Por Leticia de Castro

O sagrado e o profano, a fé, a missão, a promessa e a manifestação do divino. Crioula Reinado, projeto da produtora Maranha selecionado pelo programa Rumos Itaú Cultural, investiga esses elementos presentes em duas manifestações culturais de tradição afro-brasileira: o tambor de crioula, originário do Maranhão, e o reinado (ou congado), de Minas Gerais. A pesquisa sobre as duas tradições, iniciada em 2013, resultará em um documentário, que deve ser lançado em 2018.

Registrado em 2007 como patrimônio cultural brasileiro pelo Instituto do Patrimônio Histórico e Artístico Nacional (Iphan), o tambor de crioula é uma tradição composta de danças circulares, canto e percussão de tambores, geralmente associada a rituais religiosos. Hoje ele segue como uma das mais importantes manifestações culturais na comunidade quilombola de Santa Rosa dos Pretos, no município de Itapecuru Mirim (MA). Fundado por sete famílias de escravizados, atualmente o quilombo abriga mais de 700 famílias, que passam os costumes e a história do local de geração em geração.

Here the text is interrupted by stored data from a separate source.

mod handler;
mod model;

pub use handler::{follow, follower_list, following_list, unfollow};
use axum::Json;
use axum::{
    extract::rejection::{FormRejection, JsonRejection, QueryRejection},
    http::{HeaderMap, HeaderValue, StatusCode, header},
    response::{IntoResponse, Response},
};
use serde::Serialize;
use serde_json::json;
use thiserror::Error;
use validator::ValidationErrors;

/// 认证相关错误，统一映射为 401
#[derive(Debug, Clone, Copy, PartialEq, Eq, Error)]
pub enum CredentialError {
    #[error("Invalid Credentials.")]
    InvalidCredentials,
    #[error("Not authenticated")]
    NotAuthenticated,
    #[error("Invalid Credentials.")]
    InvalidToken,
    #[error("Token Expired.")]
    TokenExpired,
    #[error("Invalid refresh token")]
    InvalidRefreshToken,
}

/// 单个字段的校验失败信息
#[derive(Debug, Clone, PartialEq, Serialize)]
pub struct FieldError {
    pub loc: Vec<String>,
    pub msg: String,
    #[serde(rename = "type")]
    pub error_type: String,
}

#[derive(Debug, Error)]
pub enum AppError {
    #[error(transparent)]
    Credential(#[from] CredentialError),
    #[error("{0}")]
    BadRequest(String),
    #[error("validation failed")]
    Validation(Vec<FieldError>),
    #[error("{0}")]
    NotFound(String),
    #[error("Rate limit exceeded: {limit} per {window}")]
    RateLimited {
        limit: u64,
        remaining: u64,
        window: String,
        reset_at: i64,
        retry_after: u64,
    },
    #[error("database error: {0}")]
    Database(#[from] sqlx::Error),
    #[error("cache error: {0}")]
    Cache(#[from] redis::RedisError),
    #[error("{0}")]
    Internal(String),
}

pub type AppResult<T> = Result<T, AppError>;

impl AppError {
    pub fn bad_request(message: impl Into<String>) -> Self {
        AppError::BadRequest(message.into())
    }

    pub fn status(&self) -> StatusCode {
        match self {
            AppError::Credential(_) => StatusCode::UNAUTHORIZED,
            AppError::BadRequest(_) | AppError::Validation(_) => StatusCode::BAD_REQUEST,
            AppError::NotFound(_) => StatusCode::NOT_FOUND,
            AppError::RateLimited { .. } => StatusCode::TOO_MANY_REQUESTS,
            AppError::Database(_) | AppError::Cache(_) | AppError::Internal(_) => {
                StatusCode::INTERNAL_SERVER_ERROR
            }
        }
    }

    /// 渲染统一的错误响应体
    pub fn body(&self) -> serde_json::Value {
        match self {
            AppError::Credential(e) => json!({ "msg": e.to_string(), "type": "Credential Exception" }),
            AppError::BadRequest(msg) => json!({ "msg": msg, "type": "Bad Request Exception" }),
            AppError::Validation(details) => json!({ "detail": details }),
            AppError::NotFound(msg) => json!({ "msg": msg, "type": "Not Found" }),
            AppError::RateLimited { .. } => json!({ "error": self.to_string() }),
            // 具体原因只写日志
            AppError::Database(_) | AppError::Cache(_) | AppError::Internal(_) => {
                json!({ "msg": "Internal Server Error", "type": "Internal Server Error" })
            }
        }
    }

    fn headers(&self) -> HeaderMap {
        let mut headers = HeaderMap::new();
        match self {
            AppError::Credential(_) => {
                headers.insert(header::WWW_AUTHENTICATE, HeaderValue::from_static("JWT"));
            }
            AppError::RateLimited {
                limit,
                remaining,
                reset_at,
                retry_after,
                ..
            } => {
                headers.insert("x-ratelimit-limit", HeaderValue::from(*limit));
                headers.insert("x-ratelimit-remaining", HeaderValue::from(*remaining));
                headers.insert("x-ratelimit-reset", HeaderValue::from(*reset_at));
                headers.insert(header::RETRY_AFTER, HeaderValue::from(*retry_after));
            }
            _ => {}
        }
        headers
    }
}

impl From<ValidationErrors> for AppError {
    fn from(errors: ValidationErrors) -> Self {
        let mut details: Vec<FieldError> = errors
            .field_errors()
            .into_iter()
            .flat_map(|(field, errs)| {
                let field = field.to_string();
                errs.iter()
                    .map(|e| FieldError {
                        loc: vec![field.clone()],
                        msg: e
                            .message
                            .as_ref()
                            .map(|m| m.to_string())
                            .unwrap_or_else(|| format!("invalid value for {}", field)),
                        error_type: e.code.to_string(),
                    })
                    .collect::<Vec<_>>()
            })
            .collect();
        // HashMap 无序，排序保证输出稳定
        details.sort_by(|a, b| a.loc.cmp(&b.loc));
        AppError::Validation(details)
    }
}

impl AppError {
    fn unparsable(location: &str, reason: String) -> Self {
        AppError::Validation(vec![FieldError {
            loc: vec![location.to_string()],
            msg: reason,
            error_type: "value_error".to_string(),
        }])
    }
}

impl From<JsonRejection> for AppError {
    fn from(rejection: JsonRejection) -> Self {
        AppError::unparsable("body", rejection.body_text())
    }
}

impl From<FormRejection> for AppError {
    fn from(rejection: FormRejection) -> Self {
        AppError::unparsable("body", rejection.body_text())
    }
}

impl From<QueryRejection> for AppError {
    fn from(rejection: QueryRejection) -> Self {
        AppError::unparsable("query", rejection.body_text())
    }
}

impl From<bcrypt::BcryptError> for AppError {
    fn from(e: bcrypt::BcryptError) -> Self {
        AppError::Internal(format!("password hashing failed: {}", e))
    }
}

impl From<jsonwebtoken::errors::Error> for AppError {
    fn from(e: jsonwebtoken::errors::Error) -> Self {
        AppError::Internal(format!("token signing failed: {}", e))
    }
}

impl IntoResponse for AppError {
    fn into_response(self) -> Response {
        let status = self.status();
        if status.is_server_error() {
            tracing::error!(error = %self, "request failed");
        }
        (status, self.headers(), Json(self.body())).into_response()
    }
}
use serde::Deserialize;

use crate::{
    AppState,
    cache::keys,
    database::UserEntity,
    error::{AppError, AppResult},
    messages::{ALREADY_FOLLOWING, FOLLOWING_IS_SELF, FOLLOWING_NOT_FOUND, NOT_FOLLOWING},
    routes::user::UserSummary,
    utils::{Page, Paginated},
};

#[derive(Debug, Deserialize)]
pub struct FollowQuery {
    pub following_phone_number: String,
}

async fn find_target(state: &AppState, phone_number: &str) -> AppResult<UserEntity> {
    state
        .users
        .find_by_phone(phone_number)
        .await?
        .ok_or_else(|| AppError::bad_request(FOLLOWING_NOT_FOUND))
}

pub async fn follow(state: &AppState, user: &UserEntity, following_phone_number: &str) -> AppResult<()> {
    let target = find_target(state, following_phone_number).await?;
    if target.id == user.id {
        return Err(AppError::bad_request(FOLLOWING_IS_SELF));
    }

    state
        .cache
        .invalidating(&keys::RELATION_FAMILIES, async {
            // 唯一约束兜底并发重复关注
            if !state.relations.follow(user.id, target.id).await? {
                return Err(AppError::bad_request(ALREADY_FOLLOWING));
            }
            Ok(())
        })
        .await
}

pub async fn unfollow(
    state: &AppState,
    user: &UserEntity,
    following_phone_number: &str,
) -> AppResult<()> {
    let target = find_target(state, following_phone_number).await?;

    state
        .cache
        .invalidating(&keys::RELATION_FAMILIES, async {
            if !state.relations.unfollow(user.id, target.id).await? {
                return Err(AppError::bad_request(NOT_FOLLOWING));
            }
            Ok(())
        })
        .await
}

pub async fn follower_list(
    state: &AppState,
    user: &UserEntity,
    page: Page,
) -> AppResult<Paginated<UserSummary>> {
    state
        .cache
        .cached(keys::USER_FOLLOWER_LIST, &(user.id, &page), None, async {
            let (users, total) = state.relations.followers(user.id, &page).await?;
            Ok(Paginated::new(users, total, &page).map(UserSummary::from))
        })
        .await
}

pub async fn following_list(
    state: &AppState,
    user: &UserEntity,
    page: Page,
) -> AppResult<Paginated<UserSummary>> {
    state
        .cache
        .cached(keys::USER_FOLLOWING_LIST, &(user.id, &page), None, async {
            let (users, total) = state.relations.following(user.id, &page).await?;
            Ok(Paginated::new(users, total, &page).map(UserSummary::from))
        })
        .await
}
use std::fmt;
use std::str::FromStr;

use chrono::{DateTime, Utc};
use serde::{Deserialize, Serialize};
use sqlx::FromRow;
use uuid::Uuid;

#[derive(Debug, Clone, Copy, PartialEq, Eq, Hash, Serialize, Deserialize, sqlx::Type)]
#[sqlx(type_name = "gender", rename_all = "lowercase")]
#[serde(rename_all = "lowercase")]
pub enum Gender {
    Male,
    Female,
    Other,
}

/// 用户数据库实体
#[derive(Debug, Clone, FromRow)]
pub struct UserEntity {
    pub id: i64,
    pub phone_number: String,
    pub email: Option<String>,
    pub gender: Option<Gender>,
    pub is_online: bool,
    pub password_hash: String,
    pub created_at: DateTime<Utc>,
}

#[derive(Debug, Clone)]
pub struct NewUser {
    pub phone_number: String,
    pub email: Option<String>,
    pub password_hash: String,
    pub is_online: bool,
}

/// 用户更新字段，None 表示不修改
#[derive(Debug, Clone, Default)]
pub struct UserChanges {
    pub phone_number: Option<String>,
    pub email: Option<String>,
    pub gender: Option<Gender>,
    pub password_hash: Option<String>,
}

#[derive(Debug, Clone, Default, PartialEq, Serialize, Deserialize)]
pub struct UserFilter {
    pub search: Option<String>,
    pub gender: Option<Gender>,
    pub is_online: Option<bool>,
}

/// 菜谱标签，由迁移脚本预置
#[derive(Debug, Clone, Copy, PartialEq, Eq, Hash, PartialOrd, Ord, Serialize, Deserialize, sqlx::Type)]
#[sqlx(type_name = "recipe_tag", rename_all = "snake_case")]
#[serde(rename_all = "snake_case")]
pub enum Tag {
    Breakfast,
    Lunch,
    Dinner,
    Dessert,
    Snack,
    Appetizer,
    Soup,
    Salad,
    Vegetarian,
    Vegan,
    GlutenFree,
    Quick,
    Healthy,
    Drink,
}

impl Tag {
    pub const ALL: [Tag; 14] = [
        Tag::Breakfast,
        Tag::Lunch,
        Tag::Dinner,
        Tag::Dessert,
        Tag::Snack,
        Tag::Appetizer,
        Tag::Soup,
        Tag::Salad,
        Tag::Vegetarian,
        Tag::Vegan,
        Tag::GlutenFree,
        Tag::Quick,
        Tag::Healthy,
        Tag::Drink,
    ];

    pub fn as_str(&self) -> &'static str {
        match self {
            Tag::Breakfast => "breakfast",
            Tag::Lunch => "lunch",
            Tag::Dinner => "dinner",
            Tag::Dessert => "dessert",
            Tag::Snack => "snack",
            Tag::Appetizer => "appetizer",
            Tag::Soup => "soup",
            Tag::Salad => "salad",
            Tag::Vegetarian => "vegetarian",
            Tag::Vegan => "vegan",
            Tag::GlutenFree => "gluten_free",
            Tag::Quick => "quick",
            Tag::Healthy => "healthy",
            Tag::Drink => "drink",
        }
    }

    pub fn display_title(&self) -> &'static str {
        match self {
            Tag::Breakfast => "Breakfast",
            Tag::Lunch => "Lunch",
            Tag::Dinner => "Dinner",
            Tag::Dessert => "Dessert",
            Tag::Snack => "Snack",
            Tag::Appetizer => "Appetizer",
            Tag::Soup => "Soup",
            Tag::Salad => "Salad",
            Tag::Vegetarian => "Vegetarian",
            Tag::Vegan => "Vegan",
            Tag::GlutenFree => "Gluten Free",
            Tag::Quick => "Quick & Easy",
            Tag::Healthy => "Healthy",
            Tag::Drink => "Drink",
        }
    }
}

impl fmt::Display for Tag {
    fn fmt(&self, f: &mut fmt::Formatter<'_>) -> fmt::Result {
        f.write_str(self.as_str())
    }
}

impl FromStr for Tag {
    type Err = String;

    fn from_str(s: &str) -> Result<Self, Self::Err> {
        Tag::ALL
            .into_iter()
            .find(|tag| tag.as_str() == s)
            .ok_or_else(|| format!("unknown tag {}", s))
    }
}

/// 菜谱实体，带作者信息和标签
#[derive(Debug, Clone)]
pub struct RecipeEntity {
    pub id: i64,
    pub uuid: Uuid,
    pub user_id: i64,
    pub owner_phone_number: String,
    pub owner_email: Option<String>,
    pub title: String,
    pub content: String,
    pub is_active: bool,
    pub created_at: DateTime<Utc>,
    pub tags: Vec<Tag>,
}

#[derive(Debug, Clone)]
pub struct NewRecipe {
    pub user_id: i64,
    pub title: String,
    pub content: String,
    pub is_active: bool,
    pub tags: Vec<Tag>,
}

#[derive(Debug, Clone, Default)]
pub struct RecipeChanges {
    pub title: Option<String>,
    pub content: Option<String>,
    pub is_active: Option<bool>,
    pub tags: Option<Vec<Tag>>,
}

#[derive(Debug, Clone, Default, PartialEq, Serialize, Deserialize)]
pub struct RecipeFilter {
    pub search: Option<String>,
    pub is_active: Option<bool>,
}

/// 刷新令牌记录
#[derive(Debug, Clone, PartialEq, FromRow)]
pub struct AccessTokenRecord {
    pub user_id: i64,
    pub refresh_token: String,
    pub refresh_token_expiration: DateTime<Utc>,
}

#[derive(Debug, Clone, Copy, PartialEq, Eq, Serialize, Deserialize, sqlx::Type)]
#[sqlx(type_name = "log_level", rename_all = "lowercase")]
#[serde(rename_all = "UPPERCASE")]
pub enum LogLevel {
    Info,
    Warning,
    Error,
    Debug,
}

#[derive(Debug, Clone, PartialEq)]
pub struct LogEntry {
    pub timestamp: DateTime<Utc>,
    pub level: LogLevel,
    pub message: serde_json::Value,
}
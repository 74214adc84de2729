use axum::{
    body::{Body, to_bytes},
    extract::State,
    http::{Request, header},
    middleware::Next,
    response::Response,
};
use serde_json::{Value, json};
use tracing::error;

use crate::logger::EventLog;

const MAX_LOGGED_BODY: usize = 64 * 1024;

/// 错误响应写入事件日志，5xx 额外输出 tracing 错误
pub async fn log_errors(State(log): State<EventLog>, req: Request<Body>, next: Next) -> Response {
    let method = req.method().clone();
    let uri = req.uri().clone();
    let response = next.run(req).await;

    let status = response.status();
    if !status.is_client_error() && !status.is_server_error() {
        return response;
    }

    let (mut parts, body) = response.into_parts();
    let bytes = match to_bytes(body, MAX_LOGGED_BODY).await {
        Ok(b) => b,
        Err(e) => {
            error!("Failed to read error response body: {}", e);
            return Response::from_parts(parts, Body::empty());
        }
    };

    let body_value = serde_json::from_slice::<Value>(&bytes)
        .unwrap_or_else(|_| Value::String(String::from_utf8_lossy(&bytes).into_owned()));

    if status.is_server_error() {
        error!(
            "Server error occurred - Status: {}, Body: {}",
            status, body_value
        );
    }
    log.error(json!({
        "method": method.as_str(),
        "path": uri.path(),
        "status": status.as_u16(),
        "body": body_value,
    }));

    // 重置body以便重新构建响应
    parts.headers.remove(header::CONTENT_LENGTH);
    Response::from_parts(parts, Body::from(bytes))
}
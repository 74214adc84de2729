use std::sync::Arc;

use config::Config;
use database::{
    LogRepository, RecipeRepository, RelationRepository, TagRepository, TokenRepository,
    UserRepository,
};

pub mod auth;
pub mod cache;
pub mod config;
pub mod database;
pub mod error;
pub mod logger;
pub mod messages;
pub mod middleware;
pub mod result;
pub mod utils;

pub mod routes;

use auth::TokenService;
use cache::{Cache, CacheStore};
use logger::EventLog;

/// 存储后端需要实现的全部仓库接口
pub trait Store:
    UserRepository
    + RecipeRepository
    + TagRepository
    + RelationRepository
    + TokenRepository
    + LogRepository
    + 'static
{
}

impl<T> Store for T where
    T: UserRepository
        + RecipeRepository
        + TagRepository
        + RelationRepository
        + TokenRepository
        + LogRepository
        + 'static
{
}

#[derive(Clone)]
pub struct AppState {
    pub config: Arc<Config>,
    pub users: Arc<dyn UserRepository>,
    pub recipes: Arc<dyn RecipeRepository>,
    pub tags: Arc<dyn TagRepository>,
    pub relations: Arc<dyn RelationRepository>,
    pub tokens: TokenService,
    pub cache: Cache,
    pub cache_store: Arc<dyn CacheStore>,
    pub log: EventLog,
}

impl AppState {
    pub fn new<S: Store>(
        store: Arc<S>,
        cache_store: Arc<dyn CacheStore>,
        config: Config,
        log: EventLog,
    ) -> Self {
        let tokens = TokenService::new(store.clone(), &config);
        let cache = Cache::new(cache_store.clone(), &config, log.clone());

        Self {
            config: Arc::new(config),
            users: store.clone(),
            recipes: store.clone(),
            tags: store.clone(),
            relations: store,
            tokens,
            cache,
            cache_store,
            log,
        }
    }
}
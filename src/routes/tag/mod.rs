mod handler;
mod model;

pub use handler::show_all;
pub use model::TagView;
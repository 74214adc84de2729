use axum::{
    Form, Json,
    extract::{Extension, Query, State},
};
use axum_extra::extract::WithRejection;
use serde_json::json;
use validator::Validate;

use crate::{
    AppState,
    database::{UserEntity, UserFilter},
    error::{AppError, AppResult},
    messages::Message,
    result::{ApiResponse, Reply},
    utils::Page,
};

use super::model::{
    self, LoginForm, RefreshQuery, UserDetail, UserEditRequest, UserListQuery, UserSummary,
};

#[axum::debug_handler]
pub async fn login_create(
    State(state): State<AppState>,
    WithRejection(Form(form), _): WithRejection<Form<LoginForm>, AppError>,
) -> AppResult<Reply<()>> {
    form.validate()?;

    match model::login_create(&state, &form).await {
        Ok(tokens) => {
            let message = Message::LoginUser {
                user: &form.username,
            };
            Ok(Reply::created(ApiResponse::with_token(message, tokens)).logged(&state.log))
        }
        Err(e) => {
            if matches!(e, AppError::Credential(_)) {
                state.log.warning(json!({
                    "message": Message::FailedLoginUser { user: &form.username }.to_string(),
                }));
            }
            Err(e)
        }
    }
}

#[axum::debug_handler]
pub async fn update(
    Extension(user): Extension<UserEntity>,
    State(state): State<AppState>,
    WithRejection(Json(req), _): WithRejection<Json<UserEditRequest>, AppError>,
) -> AppResult<Reply<()>> {
    let patch = req.normalized();
    patch.validate()?;

    model::update(&state, &user, patch).await?;

    let message = Message::UpdateUser {
        user: &user.phone_number,
    };
    Ok(Reply::accepted(ApiResponse::message(message)).logged(&state.log))
}

#[axum::debug_handler]
pub async fn show_all(
    Extension(_user): Extension<UserEntity>,
    State(state): State<AppState>,
    WithRejection(Query(page), _): WithRejection<Query<Page>, AppError>,
    WithRejection(Query(query), _): WithRejection<Query<UserListQuery>, AppError>,
) -> AppResult<Reply<UserSummary>> {
    page.validate()?;

    let users = model::show_all(&state, UserFilter::from(query), page).await?;
    Ok(Reply::ok(ApiResponse::list(users)).logged(&state.log))
}

#[axum::debug_handler]
pub async fn show_detail(
    Extension(user): Extension<UserEntity>,
    State(state): State<AppState>,
) -> AppResult<Reply<UserDetail>> {
    let detail = model::show_detail(&state, &user).await?;
    Ok(Reply::ok(ApiResponse::query(detail)).logged(&state.log))
}

#[axum::debug_handler]
pub async fn logout(
    Extension(user): Extension<UserEntity>,
    State(state): State<AppState>,
) -> AppResult<Reply<()>> {
    model::logout(&state, &user).await?;

    let message = Message::LogoutUser {
        user: &user.phone_number,
    };
    Ok(Reply::ok(ApiResponse::message(message)).logged(&state.log))
}

#[axum::debug_handler]
pub async fn refresh(
    Extension(user): Extension<UserEntity>,
    State(state): State<AppState>,
    WithRejection(Query(query), _): WithRejection<Query<RefreshQuery>, AppError>,
) -> AppResult<Reply<()>> {
    let tokens = model::refresh(&state, &user, &query.refresh_token).await?;

    let message = Message::RefreshToken {
        user: &user.phone_number,
    };
    Ok(Reply::ok(ApiResponse::with_token(message, tokens)).logged(&state.log))
}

Já em Minas Gerais, o quilombo de Mato do Tição e a cidade de Oliveiras são o epicentro do reinado, folguedo folclórico religioso que também se baseia na dança, no canto e na música, misturando costumes de países africanos, como Angola e Congo, com a religião católica.

É nessas três comunidades que o documentário será realizado. Em comum, elas têm a força da cultura negra ancestral, o papel central da oralidade na perpetuação desses saberes, os tambores, os ritmos, os cantos, as danças e a forte presença da religiosidade. Mas o projeto vai além de retratar a história e as características dessas tradições: o que os diretores Tiago Pereira e Victor Dias querem é promover e registrar o encontro entre personagens emblemáticas dessas regiões. “Nosso objetivo é documentar a sabedoria dessas pessoas e a troca de experiências entre elas”, diz Pereira.

Em setembro de 2017, durante as festividades do reinado mineiro, a produção levará até Mato do Tição e Oliveiras alguns moradores de Santa Rosa dos Pretos. Dona Dalva, filha de santo, cozinheira, benzedeira e curandeira maranhense, é uma das convidadas, ao lado de seu Chicocó, curandeiro e benzedor, que pratica a medicina da mata em sua casa, espécie de ambulatório e farmácia da região. “A escolha dos participantes teve um critério de diversidades de funções e ligações com a espiritualidade”, explica Pereira. “Cada personagem representa uma faceta daquele quilombo.”

Em Minas, dona Dalva e seu Chicocó vão conhecer, por exemplo, o seu Badu, agricultor e raizeiro que tem o costume de conversar com a terra ao prepará-la para o cultivo. E também dona Pedrina, raizeira que, mestre em saberes tradicionais pela Universidade Federal de Minas Gerais (UFMG), está na transição da umbanda para o candomblé. Nas três comunidades, catolicismo e as religiões de matriz afro-brasileira têm presença forte e convivem tranquilamente.

Em novembro, após o registro do reinado mineiro, a equipe parte para o Maranhão para acompanhar a Festa do Divino em Santa Rosa dos Pretos. Leva também seu Badu, dona Pedrina e mais dez pessoas para uma temporada de 13 dias, que pretende registrar não apenas os ritos folclóricos dos tambores, mas também aqueles presentes no cotidiano das pessoas: o jeito de cozinhar e organizar os ingredientes e os acessórios para o preparo dos alimentos, os cuidados durante a colheita no roçado, o respeito ao itinerário da lua e das plantas, a condução da água potável pelas casas, a brincadeira das crianças.

“Os ritos podem potencializar a beleza e servir de mecanismo para construir laços. Fazer uma fogueira pode ser um rito, construir um tambor pode ser um rito, preparar um almoço pode ser um rito, lavar as saias e costurar as saias pode ser um rito, partilhar uma cachaça pode ser um rito, trançar palha pode ser um rito”, diz o projeto.

Início

A ideia que deu origem ao projeto surgiu em 2013, quando Pereira integrava o coletivo Imagina e participou do projeto Imagina na Copa, que circulou por diversos estados brasileiros documentando histórias de jovens que promoviam transformações sociais em suas regiões.

Foi nessa época que o grupo conheceu, em Minas, a comunidade de Raposos e suas congadas. No Maranhão, eles descobriram o tambor de crioula e notaram algumas correspondências entre as duas realidades. “Percebemos que havia uma grande riqueza nessas culturas tradicionais, o que despertou o desejo de pesquisar e nos aprofundar nesse universo, contar suas histórias e apresentá-las a mais pessoas”, conta Pereira, que neste ano criou a produtora audiovisual Maranha, focada em projetos de transformação social e manifestações culturais.